Dr. Sandra Newman Shares Preliminary Results on Race Disparity in Affordable Housing

Sandra Newman, Ph.D., has been studying the relationship between housing and race for a long time. A professor of policy studies at Johns Hopkins University, she directs both the Center on Housing, Neighborhoods and Communities, and the International Fellows in Urban Studies Program at the Hopkins Institute for Health and Social Policy. A frequent guest at CLPHA meetings, Newman’s interdisciplinary work focuses on the effects of housing and neighborhoods on children and families. She joined us at the CLPHA Spring Meeting to talk about her latest research on race and affordable housing. Her work is currently under peer review but here are the preliminary results so far.

Looking at the physical condition of housing, quality of neighborhood, and the education/employment/earnings outcomes of children who were in assisted housing, the study’s results produced four main findings.

1. Historic disparities between races have largely disappeared and now there is parity in prevalence rates for black and white households with children.
2. There is no racial difference in physical quality or management scores for public housing.
3. The area where the study found very large differences was with neighborhood quality.
4. There were no differences in economic outcomes for follow-up with 26-year-olds between races.
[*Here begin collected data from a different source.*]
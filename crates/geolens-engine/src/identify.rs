use geolens_contracts::analysis::{ImagePayload, RockAnalysis, ROCK_ANALYSIS_FIELDS};
use geolens_contracts::error::{ContractError, ContractResult};
use geolens_contracts::models::ModelSpec;
use serde_json::{json, Map, Value};

use crate::transport::{RawReply, Transport, TransportRequest};

/// Upper bound on the thinking budget sent with identification requests.
pub const IDENTIFY_THINKING_BUDGET: u32 = 24_576;

pub fn identification_instruction(language: &str) -> String {
    format!(
        "Analyse the geological specimen (rock, mineral or crystal) in this photo in depth. \
Answer as a professional geologist and write every value only in {language}.
Return a single JSON object with exactly these fields, all required, all plain strings:
- name: the full scientific name
- category: the geological class (for example igneous, metamorphic, sedimentary, mineral)
- chemicalFormula: the chemical composition
- hardness: hardness on the Mohs scale
- description: physical and visual characteristics
- geologicalContext: how and where it forms
- rarity: how frequently it occurs in nature
- funFact: a little-known interesting fact about this specimen
Do not add any text outside the JSON object."
    )
}

/// Response schema requiring every analysis field as a string.
pub fn identification_schema() -> Value {
    let mut properties = Map::new();
    for field in ROCK_ANALYSIS_FIELDS {
        properties.insert(field.to_string(), json!({ "type": "STRING" }));
    }
    json!({
        "type": "OBJECT",
        "properties": properties,
        "required": ROCK_ANALYSIS_FIELDS,
        "propertyOrdering": ROCK_ANALYSIS_FIELDS,
    })
}

#[derive(Debug, Clone, PartialEq, Eq)]
pub struct IdentificationContract {
    model: String,
    language: String,
    thinking_budget: Option<u32>,
}

impl IdentificationContract {
    pub fn new(model: &ModelSpec, language: &str) -> Self {
        Self {
            model: model.name.clone(),
            language: language.to_string(),
            thinking_budget: model
                .thinking_budget
                .map(|budget| budget.min(IDENTIFY_THINKING_BUDGET)),
        }
    }

    pub fn model(&self) -> &str {
        &self.model
    }

    pub fn build_request(&self, image: &ImagePayload) -> ContractResult<TransportRequest> {
        if image.is_empty() {
            return Err(ContractError::rejected("no image selected"));
        }
        Ok(TransportRequest::structured(
            &self.model,
            image.clone(),
            identification_instruction(&self.language),
            identification_schema(),
        )
        .with_thinking_budget(self.thinking_budget))
    }

    pub fn decode(reply: &RawReply) -> ContractResult<RockAnalysis> {
        RockAnalysis::from_reply_text(&reply.text)
    }

    pub fn identify(
        &self,
        transport: &dyn Transport,
        image: &ImagePayload,
    ) -> ContractResult<RockAnalysis> {
        let request = self.build_request(image)?;
        let reply = transport.call(&request)?;
        Self::decode(&reply)
    }
}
Newman concluded that it was good news that there is now parity across race, as this is a major change from four decades ago. The study showed that neighborhood quality matters, but there are still many factors, including prejudicial landlords, discrimination and structural reasons, why black residents live in neighborhoods with lower quality across various defined aspects.

After the presentation, participants had quite a robust discussion that included follow-up questions and identifying additional details they hope future research will cover. Newman’s research, and other similar studies, shows that young children in “better” neighborhoods have increased opportunities as adults. We look forward to the publication of Newman’s work.